- _SOURCE MATERIAL_:
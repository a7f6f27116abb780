//! CLI Configuration

use clap::ValueEnum;
use serde::{Deserialize, Serialize};
use sms_core::SmsConfig;
use std::fs;
use std::path::PathBuf;

use crate::output::OutputFormat;

#[derive(Debug, Default, Serialize, Deserialize)]
#[serde(default)]
pub struct Config {
    pub api_url: Option<String>,
    pub api_key: Option<String>,
    pub default_format: Option<String>,
    /// Sender tried first when sending
    pub default_sender: Option<String>,
    /// Rules and constants for the core
    pub sms: SmsConfig,
}

impl Config {
    pub fn load(profile: Option<&str>) -> Result<Self, String> {
        let path = Self::config_path(profile)?;
        if path.exists() {
            let content = fs::read_to_string(&path).map_err(|e| e.to_string())?;
            Self::parse(&content)
        } else {
            Ok(Self::default())
        }
    }

    pub fn parse(content: &str) -> Result<Self, String> {
        toml::from_str(content).map_err(|e| e.to_string())
    }

    pub fn save(&self, profile: Option<&str>) -> Result<PathBuf, String> {
        let path = Self::config_path(profile)?;
        if let Some(parent) = path.parent() {
            fs::create_dir_all(parent).map_err(|e| e.to_string())?;
        }
        let content = toml::to_string_pretty(self).map_err(|e| e.to_string())?;
        fs::write(&path, content).map_err(|e| e.to_string())?;
        Ok(path)
    }

    /// Configured output format, table when unset or unknown
    pub fn output_format(&self) -> OutputFormat {
        self.default_format
            .as_deref()
            .and_then(|f| OutputFormat::from_str(f, true).ok())
            .unwrap_or(OutputFormat::Table)
    }

    fn config_path(profile: Option<&str>) -> Result<PathBuf, String> {
        let home = dirs::home_dir().ok_or("Cannot find home directory")?;
        let filename = match profile {
            Some(p) => format!("config.{}.toml", p),
            None => "config.toml".to_string(),
        };
        Ok(home.join(".smsctl").join(filename))
    }
}

#[cfg(test)]
mod tests {
    use super::*;
    use rust_decimal_macros::dec;

    #[test]
    fn test_parse_partial_file() {
        let config = Config::parse(
            r#"
api_url = "https://erp.example.com"
default_format = "json"

[sms]
default_country_code = "+32"
per_message_cost = 0.08
"#,
        )
        .unwrap();
        assert_eq!(config.api_url.as_deref(), Some("https://erp.example.com"));
        assert!(matches!(config.output_format(), OutputFormat::Json));
        assert_eq!(config.sms.default_country_code, "+32");
        assert_eq!(config.sms.per_message_cost, dec!(0.08));
        assert_eq!(config.sms.segment_threshold, 160);
    }

    #[test]
    fn test_unknown_format_falls_back_to_table() {
        let config = Config { default_format: Some("xml".into()), ..Default::default() };
        assert!(matches!(config.output_format(), OutputFormat::Table));
    }

    #[test]
    fn test_serializes_back_to_toml() {
        let text = toml::to_string_pretty(&Config::default()).unwrap();
        assert!(text.contains("[sms]"));
        assert_eq!(Config::parse(&text).unwrap().sms, SmsConfig::default());
    }
}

- _TASK TO COMPLETE_: In the entries above, please find the line with "let content = fs::read_to_string(&path).map_err(|e|" and the line with "unset or unknown", then write out exactly those two lines and every line between them, and nothing more.

- _FINAL ANSWER_:
            let content = fs::read_to_string(&path).map_err(|e| e.to_string())?;
            Self::parse(&content)
        } else {
            Ok(Self::default())
        }
    }

    pub fn parse(content: &str) -> Result<Self, String> {
        toml::from_str(content).map_err(|e| e.to_string())
    }

    pub fn save(&self, profile: Option<&str>) -> Result<PathBuf, String> {
        let path = Self::config_path(profile)?;
        if let Some(parent) = path.parent() {
            fs::create_dir_all(parent).map_err(|e| e.to_string())?;
        }
        let content = toml::to_string_pretty(self).map_err(|e| e.to_string())?;
        fs::write(&path, content).map_err(|e| e.to_string())?;
        Ok(path)
    }

    /// Configured output format, table when unset or unknown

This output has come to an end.